Nigeria’s private sector returned to growth in February, with the Purchasing Managers’ Index (PMI) rising sharply to 53.2, signaling renewed expansion in business activity after slipping into contraction at the start of the year.

The latest report, released by Stanbic IBTC Bank and compiled by S&P Global showed a recovery from January’s 49.7 reading, pushing the index firmly above the 50.0 threshold that separates expansion from contraction. The report is endorsed by the National Bureau of Statistics (NBS).

Analysts said the rebound reflects strengthening customer demand, improved product affordability and renewed order inflows, helping firms regain momentum after a brief slowdown.

New orders expanded at a solid pace, while output growth accelerated to a four-month high, supported by increased customer footfall and product diversification across key sectors.
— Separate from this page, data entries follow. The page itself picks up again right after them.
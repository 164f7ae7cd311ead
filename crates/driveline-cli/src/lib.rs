//! # Driveline CLI
//!
//! Offline inspection of WebDriver command resolution.
//!
//! ## Usage
//!
//! ```bash
//! # Which dialect and vendor extensions does a session get?
//! driveline flags --capabilities caps.json --requested requested.json
//!
//! # List the commands it resolves to
//! driveline commands --capabilities caps.json --filter Window
//!
//! # Render the request for a call
//! driveline prepare navigateTo --capabilities caps.json \
//!   --args '["https://example.com"]' --session-id 6d9e
//!
//! # Classify a response
//! driveline classify --status 404 --body '{"value":{"error":"no such element"}}'
//! ```

#![deny(missing_docs)]
#![warn(missing_debug_implementations)]
#![warn(clippy::all)]

pub mod cli;
pub mod commands;
pub mod error;
pub mod output;

use clap::Parser;
use driveline::ClientConfig;

pub use cli::{Cli, Command, SessionArgs};
pub use commands::{Classification, CommandDetail, CommandRow, Report};
pub use error::{CliError, CliResult};
pub use output::OutputFormat;

/// Parse the command line, run the command and print its report.
pub fn run() -> CliResult<()> {
    let cli = Cli::parse();

    let config = match &cli.config {
        Some(path) => ClientConfig::from_file(path)?,
        None => ClientConfig::default(),
    };
    cli.init_tracing(&config.log_level)?;

    let format = cli.format;
    let report = commands::execute(cli.command, &config)?;
    println!("{}", output::render(&report, format)?);
    Ok(())
}
impl ProtocolDefinition {
    /// Create an empty definition set.
    pub fn new() -> Self {
        Self::default()
    }

    /// Parse a definition set from its JSON form:
    ///
    /// ```json
    /// { "/session/:sessionId/url": { "GET": { "command": "getUrl" } } }
    /// ```
    pub fn from_json(content: &str) -> ProtocolResult<Self> {
        let value: Value = serde_json::from_str(content)?;
        Self::from_value(value)
    }

    /// Build a definition set from an already-parsed JSON value.
    ///
    /// Endpoint order follows the document order of the input object.
    pub fn from_value(value: Value) -> ProtocolResult<Self> {
        let Value::Object(endpoints) = value else {
            return Err(ProtocolError::Shape(
                "definition set must be an object keyed by endpoint".to_string(),
            ));
        };

        let mut definition = Self::new();
        for (template, methods) in endpoints {
            let Value::Object(methods) = methods else {
                return Err(ProtocolError::Shape(format!(
                    "endpoint {template} must map HTTP methods to commands"
                )));
            };
            for (method, spec) in methods {
                let method: HttpMethod = method.parse()?;
                let spec: CommandSpec =
                    serde_json::from_value(spec).map_err(|e| ProtocolError::Command {
                        endpoint: template.clone(),
                        method: method.to_string(),
                        reason: e.to_string(),
                    })?;
                definition.insert(template.clone(), method, spec);
            }
        }
        Ok(definition)
    }

    /// Declare (or replace) the command for an endpoint/method pair.
    pub fn insert(&mut self, template: impl Into<String>, method: HttpMethod, spec: CommandSpec) {
        let template = template.into();
        match self.index.get(&template) {
            Some(&position) => self.endpoints[position].upsert(method, spec),
            None => {
                self.index.insert(template.clone(), self.endpoints.len());
                self.endpoints.push(EndpointDefinition {
                    template,
                    methods: vec![(method, spec)],
                });
            }
        }
    }

    /// Builder-style [`insert`](Self::insert).
    #[must_use]
    pub fn with(mut self, template: impl Into<String>, method: HttpMethod, spec: CommandSpec) -> Self {
        self.insert(template, method, spec);
        self
    }

    /// Layer `other` on top of this set. Later metadata wins for the same
    /// endpoint/method pair; methods unknown to `self` are added.
    pub fn merge(&mut self, other: &Self) {
        for endpoint in &other.endpoints {
            for (method, spec) in &endpoint.methods {
                self.insert(endpoint.template.clone(), *method, spec.clone());
            }
        }
    }

    /// Merge a sequence of sets in order into a new set.
    pub fn merged<'a>(sets: impl IntoIterator<Item = &'a Self>) -> Self {
        let mut merged = Self::new();
        for set in sets {
            merged.merge(set);
        }
        merged
    }

    /// Endpoint definitions in iteration order.
    pub fn endpoints(&self) -> impl Iterator<Item = &EndpointDefinition> {
        self.endpoints.iter()
    }

    /// Flattened `(template, method, spec)` triples in iteration order.
    pub fn commands(&self) -> impl Iterator<Item = (&str, HttpMethod, &CommandSpec)> {
        self.endpoints.iter().flat_map(|endpoint| {
            endpoint
                .methods()
                .map(move |(method, spec)| (endpoint.template(), method, spec))
        })
    }

    /// Look up the command declared for an endpoint/method pair.
    pub fn get(&self, template: &str, method: HttpMethod) -> Option<&CommandSpec> {
        self.index
            .get(template)
            .and_then(|&position| self.endpoints[position].get(method))
    }

    /// Number of endpoint/method pairs.
    pub fn len(&self) -> usize {
        self.endpoints.iter().map(|e| e.methods.len()).sum()
    }

    /// `true` when no endpoint is declared.
    pub fn is_empty(&self) -> bool {
        self.endpoints.is_empty()
    }
}
//! User replacements for table commands.
//!
//! Overrides are collected in an [`OverrideRecord`] and applied in one pass.
//! Each replacement receives the command it replaces as an
//! [`OriginalCommand`], captured by value when the override is applied, so a
//! replacement can call through without the table referring to itself.
//! Overriding an already-overridden command wraps the previous wrapper.

use std::fmt;
use std::sync::Arc;

use serde_json::Value;
use tracing::{debug, info};

use crate::command::{Argument, CallContext, CommandFn};
use crate::error::{ConfigurationIssue, DriverError, DriverResult};
use crate::table::{CommandTable, Member};

/// A replacement for a table command.
pub type OverrideFn = Arc<
    dyn Fn(&OriginalCommand, &CallContext<'_>, &[Argument]) -> DriverResult<Value> + Send + Sync,
>;

/// Wrap a closure as an [`OverrideFn`].
pub fn override_fn<F>(f: F) -> OverrideFn
where
    F: Fn(&OriginalCommand, &CallContext<'_>, &[Argument]) -> DriverResult<Value>
        + Send
        + Sync
        + 'static,
{
    Arc::new(f)
}

/// The invocation a replacement wraps.
#[derive(Clone)]
pub struct OriginalCommand {
    name: String,
    func: CommandFn,
}

impl OriginalCommand {
    pub(crate) fn new(name: impl Into<String>, func: CommandFn) -> Self {
        Self {
            name: name.into(),
            func,
        }
    }

    /// Name of the overridden command.
    pub fn name(&self) -> &str {
        &self.name
    }

    /// Run the original behaviour. Pass the context the replacement was given
    /// to stay on the same session.
    pub fn call(&self, ctx: &CallContext<'_>, args: &[Argument]) -> DriverResult<Value> {
        (self.func)(ctx, args)
    }
}

impl fmt::Debug for OriginalCommand {
    fn fmt(&self, f: &mut fmt::Formatter<'_>) -> fmt::Result {
        f.debug_struct("OriginalCommand")
            .field("name", &self.name)
            .finish_non_exhaustive()
    }
}

/// What a command is to be replaced with.
///
/// Only functions are accepted when overrides are applied; a plain value is
/// representable so that mistakes surface as configuration errors instead of
/// being unrepresentable at the call site of dynamic configuration.
#[derive(Clone)]
pub enum OverrideEntry {
    /// A replacement function.
    Function(OverrideFn),
    /// A non-callable value.
    Value(Value),
}

impl OverrideEntry {
    /// Replacement function entry.
    pub fn function<F>(f: F) -> Self
    where
        F: Fn(&OriginalCommand, &CallContext<'_>, &[Argument]) -> DriverResult<Value>
            + Send
            + Sync
            + 'static,
    {
        Self::Function(override_fn(f))
    }
}

impl From<Value> for OverrideEntry {
    fn from(value: Value) -> Self {
        Self::Value(value)
    }
}

impl From<OverrideFn> for OverrideEntry {
    fn from(f: OverrideFn) -> Self {
        Self::Function(f)
    }
}

impl fmt::Debug for OverrideEntry {
    fn fmt(&self, f: &mut fmt::Formatter<'_>) -> fmt::Result {
        match self {
            Self::Function(_) => f.write_str("Function(<fn>)"),
            Self::Value(value) => f.debug_tuple("Value").field(value).finish(),
        }
    }
}

/// Pending overrides by command name, in registration order. Registering a
/// name twice keeps the later entry.
#[derive(Debug, Clone, Default)]
pub struct OverrideRecord {
    entries: Vec<(String, OverrideEntry)>,
}

impl OverrideRecord {
    /// Empty record.
    pub fn new() -> Self {
        Self::default()
    }

    /// Register an override.
    pub fn insert(&mut self, name: impl Into<String>, entry: impl Into<OverrideEntry>) {
        let name = name.into();
        let entry = entry.into();
        match self.entries.iter_mut().find(|(existing, _)| *existing == name) {
            Some(slot) => slot.1 = entry,
            None => self.entries.push((name, entry)),
        }
    }

    /// Builder-style [`insert`](Self::insert).
    #[must_use]
    pub fn with(mut self, name: impl Into<String>, entry: impl Into<OverrideEntry>) -> Self {
        self.insert(name, entry);
        self
    }

    /// Registered names in order.
    pub fn names(&self) -> impl Iterator<Item = &str> {
        self.entries.iter().map(|(name, _)| name.as_str())
    }

    /// Number of registered overrides.
    pub fn len(&self) -> usize {
        self.entries.len()
    }

    /// Nothing registered.
    pub fn is_empty(&self) -> bool {
        self.entries.is_empty()
    }

    /// Drop every entry.
    pub fn clear(&mut self) {
        self.entries.clear();
    }
}

/// Apply every entry of `record` to `table`, then clear the record.
///
/// All entries are checked before the table is touched; if any is rejected
/// the table and the record are returned unchanged. Returns the number of
/// commands that were wrapped.
pub fn apply_overrides(table: &mut CommandTable, record: &mut OverrideRecord) -> DriverResult<usize> {
    for (name, entry) in &record.entries {
        if !matches!(entry, OverrideEntry::Function(_)) {
            return Err(DriverError::configuration(name, ConfigurationIssue::NotAFunction));
        }
        match table.get(name) {
            None => {
                return Err(DriverError::configuration(name, ConfigurationIssue::NoSuchCommand));
            }
            Some(Member::Property(_)) => {
                return Err(DriverError::configuration(name, ConfigurationIssue::NotInvocable));
            }
            Some(Member::Command(_)) => {}
        }
    }

    let entries = std::mem::take(&mut record.entries);
    let mut applied = 0;
    for (name, entry) in entries {
        if let OverrideEntry::Function(replacement) = entry {
            table.wrap(&name, replacement)?;
            debug!(command = %name, "command overridden");
            applied += 1;
        }
    }

    if applied > 0 {
        info!(applied, "applied command overrides");
    }
    Ok(applied)
}

#[cfg(test)]
mod tests {
    use super::*;
    use serde_json::json;

    #[test]
    fn test_record_keeps_last_registration() {
        let record = OverrideRecord::new()
            .with("getTitle", json!(1))
            .with("getUrl", json!(2))
            .with("getTitle", OverrideEntry::function(|_, _, _| Ok(Value::Null)));

        assert_eq!(record.names().collect::<Vec<_>>(), vec!["getTitle", "getUrl"]);
        assert!(matches!(record.entries[0].1, OverrideEntry::Function(_)));
    }

    #[test]
    fn test_rejections_leave_record_intact() {
        let mut table = CommandTable::default();
        let mut record = OverrideRecord::new()
            .with("missing", OverrideEntry::function(|_, _, _| Ok(Value::Null)));

        let err = apply_overrides(&mut table, &mut record).unwrap_err();
        assert!(err.is_configuration());
        assert_eq!(record.len(), 1);
    }

    #[test]
    fn test_non_function_is_rejected_first() {
        let mut table = CommandTable::default();
        let mut record = OverrideRecord::new().with("missing", json!("not a function"));
        let err = apply_overrides(&mut table, &mut record).unwrap_err();
        assert!(matches!(
            err,
            DriverError::Configuration {
                issue: ConfigurationIssue::NotAFunction,
                ..
            }
        ));
    }

    #[test]
    fn test_empty_record_is_a_no_op() {
        let mut table = CommandTable::default();
        let mut record = OverrideRecord::new();
        assert_eq!(apply_overrides(&mut table, &mut record).unwrap(), 0);
    }
}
Wholesale and retail activity, which had contracted in January, returned to expansion alongside gains in agriculture, manufacturing and services.

Employment levels rose for the ninth consecutive month, with job creation hitting its fastest pace since October 2025 as firms scaled up operations to meet higher demand.

However, backlogs of work also increased at the quickest rate since May 2020, driven by delayed client payments, material shortages and persistent power supply constraints.

Purchasing activity and inventory holdings gre markedly as companies responded to higher workloads. Suppliers’ delivery times improved, aimed by quicker payments and smoother logistics.

Cost pressures eased significantly during the month, offering some relief to businesses. Purchase cost inflation slowed to its weakest level in over six years, supported partly by naira appreciation and improved foreign exchange liquidity. Output price inflation also moderated to its lowest level since early 2020, although some firms continued to report higher costs for raw materials and animal feed.

The relative stability of the naira which has traded below N1,400 per dollar in recent weeks contributed to softer imported inflation, underpinned by stronger external balances, improved remittance inflows and foreign exchange interventions by  the Central Bank of Nigeria.

Commenting on the data, Head of Equity Research West Africa at Stanbic ABTC, Muyiwa Oni,said the February figures suggest business conditions are regaining traction, with stronger demand supporting output growth and price stability.

Looking ahead, firms expressed cautious optimism about the next 12 months, citing expansion plans, advertising campaigns and infrastructure-linked opportunities as key growth drivers.

Stanbic IBTC projects Nigeria’s real GDP to expand by 3.86 per cent year in the first quarter of 2026 and 4.1 per cent for the full year, supported by infrastructure spending, investment in oil and gas, livestock development initiatives and manufacturing growth, including forward linkages from the Dangote refinery.

The survey was conducted between February 10 and 25, 2026,covering about 400 firms across agriculture, mining, manufacturing, construction, wholesale, retail and services.